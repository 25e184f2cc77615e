//! End-to-end availability check
//!
//! Reads the configuration, probes every candidate and prints the report.

use anyhow::{Context, Result};
use std::io::Write;
use std::path::Path;

use crate::config::{Config, ConfigError};
use crate::models::ModelCandidate;
use crate::parser::DocumentParser;
use crate::probe::{run_probes, ProbeReport};
use crate::report::{
    write_banner, write_config_error, write_probing_started, write_recommendation, write_summary,
    ConsoleReporter,
};

/// Options for [`run_check`] that do not come from the environment
#[derive(Debug, Clone, Copy)]
pub struct CheckOptions<'a> {
    /// Models to probe, in the order they are reported
    pub candidates: &'a [ModelCandidate],
    /// Show a spinner on stderr while each probe runs
    pub spinner: bool,
}

impl Default for CheckOptions<'_> {
    fn default() -> Self {
        Self {
            candidates: crate::models::CANDIDATES,
            spinner: false,
        }
    }
}

/// Runs the availability check and prints the full report to `out`
///
/// The parser is only built once the configuration is known to be valid. A
/// configuration error is printed with its remediation and yields `Ok(None)`
/// without probing anything.
///
/// # Arguments
///
/// * `config` - The configuration, or the error raised while reading it
/// * `build_parser` - Creates the document parser for a valid configuration
/// * `options` - Candidates to probe and terminal behaviour
/// * `out` - Where the report is written
///
/// # Returns
///
/// * `Result<Option<ProbeReport>>` - The buckets, or `None` when nothing was probed
pub async fn run_check<P, F, W>(
    config: Result<Config, ConfigError>,
    build_parser: F,
    options: CheckOptions<'_>,
    out: W,
) -> Result<Option<ProbeReport>>
where
    P: DocumentParser,
    F: FnOnce(&Config) -> Result<P>,
    W: Write,
{
    let mut reporter = ConsoleReporter::new(out).with_spinner(options.spinner);

    let config = match config {
        Ok(config) => config,
        Err(e) => {
            tracing::debug!("{}", e);
            write_config_error(reporter.out(), &e)
                .and_then(|_| reporter.out().flush())
                .context("Failed to write report")?;
            return Ok(None);
        }
    };

    let parser = build_parser(&config).context("Failed to create document parser")?;

    write_banner(reporter.out(), &config).context("Failed to write report")?;
    write_probing_started(reporter.out()).context("Failed to write report")?;

    tracing::info!(
        project = %config.project_id,
        region = %config.region,
        candidates = options.candidates.len(),
        "starting model availability check"
    );

    let report = run_probes(
        &parser,
        Path::new(&config.sample_file),
        options.candidates,
        &mut reporter,
    )
    .await;

    let mut out = reporter.finish().context("Failed to write report")?;
    write_summary(&mut out, &report).context("Failed to write report")?;
    write_recommendation(&mut out, &report).context("Failed to write report")?;
    out.flush().context("Failed to write report")?;

    tracing::info!(
        available = report.available.len(),
        unavailable = report.unavailable.len(),
        "model availability check finished"
    );

    Ok(Some(report))
}
use base64::engine::general_purpose;
use base64::Engine;
use reqwest::header::{HeaderMap, HeaderValue, AUTHORIZATION, CONTENT_TYPE};
use serde::{Deserialize, Serialize};
use std::fmt;
use std::future::Future;
use std::path::{Path, PathBuf};

use crate::auth::{GcloudToken, TokenSource};
use crate::config::Config;
use crate::vertex_ai::{VertexAIRequest, VertexAIResponse};

/// How a document is turned into text
#[derive(Debug, Clone, Copy, PartialEq, Eq)]
pub enum ParserType {
    /// Transcribe pages with a multimodal LLM
    LlmParse,
}

impl fmt::Display for ParserType {
    fn fmt(&self, f: &mut fmt::Formatter<'_>) -> fmt::Result {
        match self {
            ParserType::LlmParse => f.write_str("LLM_PARSE"),
        }
    }
}

/// Options for a single parse call
#[derive(Debug, Clone, PartialEq, Eq)]
pub struct ParseOptions {
    pub parser_type: ParserType,
    /// Backend model identifier
    pub model: String,
    /// Pages sent to the model per request
    pub pages_per_split: usize,
    /// Upper bound on concurrent requests
    pub max_processes: usize,
}

impl ParseOptions {
    /// Options used to probe a model: one page, one worker
    pub fn probe(model: &str) -> Self {
        Self {
            parser_type: ParserType::LlmParse,
            model: model.to_string(),
            pages_per_split: 1,
            max_processes: 1,
        }
    }

    /// Rejects option combinations no backend can honour
    pub fn validate(&self) -> Result<(), ParseError> {
        if self.model.is_empty() {
            return Err(ParseError::InvalidOptions("model must not be empty".to_string()));
        }
        if self.pages_per_split == 0 {
            return Err(ParseError::InvalidOptions(
                "pages_per_split must be at least 1".to_string(),
            ));
        }
        if self.max_processes == 0 {
            return Err(ParseError::InvalidOptions(
                "max_processes must be at least 1".to_string(),
            ));
        }
        Ok(())
    }
}

/// Token accounting reported by the backend
#[derive(Debug, Default, Clone, Copy, PartialEq, Eq, Serialize, Deserialize)]
#[serde(default)]
pub struct TokenUsage {
    pub input: u64,
    pub output: u64,
    pub total: u64,
}

/// Result of a successful parse
#[derive(Debug, Default, Clone, PartialEq, Eq, Serialize, Deserialize)]
#[serde(default)]
pub struct ParseResponse {
    /// Text content extracted from the document
    pub raw: String,
    pub token_usage: TokenUsage,
    /// Model version that served the request, when reported
    pub model: Option<String>,
}

impl ParseResponse {
    /// True when the backend answered without any content
    pub fn is_empty(&self) -> bool {
        self.raw.is_empty()
    }
}

/// Error types for document parsing
#[derive(Debug, thiserror::Error)]
pub enum ParseError {
    /// The input document could not be read
    #[error("Failed to read {}: {source}", .path.display())]
    Io {
        path: PathBuf,
        #[source]
        source: std::io::Error,
    },
    /// No usable credentials
    #[error("Authentication failed: {0}")]
    Auth(String),
    /// Transport-level failure talking to the backend
    #[error("Failed to make Vertex AI API request: {0}")]
    Http(#[from] reqwest::Error),
    /// The backend answered with a non-success status
    #[error("API request failed with status code {status}: {body}")]
    Status {
        status: reqwest::StatusCode,
        body: String,
    },
    /// The backend answered but refused to produce content
    #[error("{0}")]
    Backend(String),
    #[error("Invalid parse options: {0}")]
    InvalidOptions(String),
}

/// Capability to parse a document with a given model
///
/// The availability check only depends on this trait, so tests can provide
/// deterministic implementations without network access.
pub trait DocumentParser {
    fn parse(
        &self,
        path: &Path,
        options: &ParseOptions,
    ) -> impl Future<Output = Result<ParseResponse, ParseError>>;
}

impl<P: DocumentParser + ?Sized> DocumentParser for &P {
    fn parse(
        &self,
        path: &Path,
        options: &ParseOptions,
    ) -> impl Future<Output = Result<ParseResponse, ParseError>> {
        (**self).parse(path, options)
    }
}

/// Parses documents with Gemini models on Vertex AI
pub struct VertexParser<T = GcloudToken> {
    project_id: String,
    region: String,
    base_url: String,
    tokens: T,
    client: reqwest::Client,
}

impl VertexParser<GcloudToken> {
    /// Creates a parser for the configured project and region using gcloud credentials
    pub fn new(config: &Config) -> Self {
        Self::with_token_source(config, GcloudToken)
    }
}

impl<T: TokenSource> VertexParser<T> {
    pub fn with_token_source(config: &Config, tokens: T) -> Self {
        Self {
            project_id: config.project_id.clone(),
            region: config.region.clone(),
            base_url: format!("https://{}-aiplatform.googleapis.com", config.region),
            tokens,
            client: reqwest::Client::new(),
        }
    }

    /// Overrides the API endpoint, e.g. to point at a local test server
    pub fn with_base_url(mut self, base_url: impl Into<String>) -> Self {
        self.base_url = base_url.into().trim_end_matches('/').to_string();
        self
    }

    /// The `generateContent` URL for a model
    pub fn endpoint(&self, model: &str) -> String {
        format!(
            "{}/v1/projects/{}/locations/{}/publishers/google/models/{}:generateContent",
            self.base_url, self.project_id, self.region, model
        )
    }

    fn headers(&self) -> Result<HeaderMap, ParseError> {
        let access_token = self
            .tokens
            .access_token()
            .map_err(|e| ParseError::Auth(format!("{:#}", e)))?;

        let mut headers = HeaderMap::new();
        headers.insert(
            AUTHORIZATION,
            HeaderValue::from_str(&format!("Bearer {}", access_token))
                .map_err(|e| ParseError::Auth(format!("Invalid access token: {}", e)))?,
        );
        headers.insert(CONTENT_TYPE, HeaderValue::from_static("application/json"));
        Ok(headers)
    }
}

fn transcription_prompt(pages_per_split: usize) -> String {
    let scope = if pages_per_split == 1 {
        "the first page".to_string()
    } else {
        format!("the first {} pages", pages_per_split)
    };
    format!(
        "Transcribe {} of this document to Markdown. Return only the transcription.",
        scope
    )
}

impl<T: TokenSource> DocumentParser for VertexParser<T> {
    async fn parse(
        &self,
        path: &Path,
        options: &ParseOptions,
    ) -> Result<ParseResponse, ParseError> {
        options.validate()?;

        let pdf_bytes = tokio::fs::read(path).await.map_err(|source| ParseError::Io {
            path: path.to_path_buf(),
            source,
        })?;
        let pdf_base64 = general_purpose::STANDARD.encode(pdf_bytes);

        let headers = self.headers()?;
        let api_url = self.endpoint(&options.model);
        let request = VertexAIRequest::new_pdf_extraction(
            &pdf_base64,
            &transcription_prompt(options.pages_per_split),
            None,
        );

        tracing::debug!(
            model = %options.model,
            parser_type = %options.parser_type,
            url = %api_url,
            "sending generateContent request"
        );

        let response = self
            .client
            .post(&api_url)
            .headers(headers)
            .json(&request)
            .send()
            .await?;

        let status = response.status();
        tracing::debug!(model = %options.model, %status, "received response");
        if !status.is_success() {
            let body = response
                .text()
                .await
                .unwrap_or_else(|_| "Unable to get error details".to_string());
            return Err(ParseError::Status { status, body });
        }

        let response: VertexAIResponse = response.json().await?;

        if let Some(reason) = response
            .prompt_feedback
            .as_ref()
            .and_then(|feedback| feedback.block_reason.as_deref())
        {
            return Err(ParseError::Backend(format!("Prompt blocked: {}", reason)));
        }

        let usage = response.usage_metadata.unwrap_or_default();
        Ok(ParseResponse {
            raw: response.text(),
            token_usage: TokenUsage {
                input: usage.prompt_token_count,
                output: usage.candidates_token_count,
                total: usage.total_token_count,
            },
            model: response.model_version.clone(),
        })
    }
}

Required work: Nothing should appear in the answer except the lines above from the line with "Self::with_token_source(config, GcloudToken)" through the line with "let access_token = self", both included, written out exactly.

Result below:
        Self::with_token_source(config, GcloudToken)
    }
}

impl<T: TokenSource> VertexParser<T> {
    pub fn with_token_source(config: &Config, tokens: T) -> Self {
        Self {
            project_id: config.project_id.clone(),
            region: config.region.clone(),
            base_url: format!("https://{}-aiplatform.googleapis.com", config.region),
            tokens,
            client: reqwest::Client::new(),
        }
    }

    /// Overrides the API endpoint, e.g. to point at a local test server
    pub fn with_base_url(mut self, base_url: impl Into<String>) -> Self {
        self.base_url = base_url.into().trim_end_matches('/').to_string();
        self
    }

    /// The `generateContent` URL for a model
    pub fn endpoint(&self, model: &str) -> String {
        format!(
            "{}/v1/projects/{}/locations/{}/publishers/google/models/{}:generateContent",
            self.base_url, self.project_id, self.region, model
        )
    }

    fn headers(&self) -> Result<HeaderMap, ParseError> {
        let access_token = self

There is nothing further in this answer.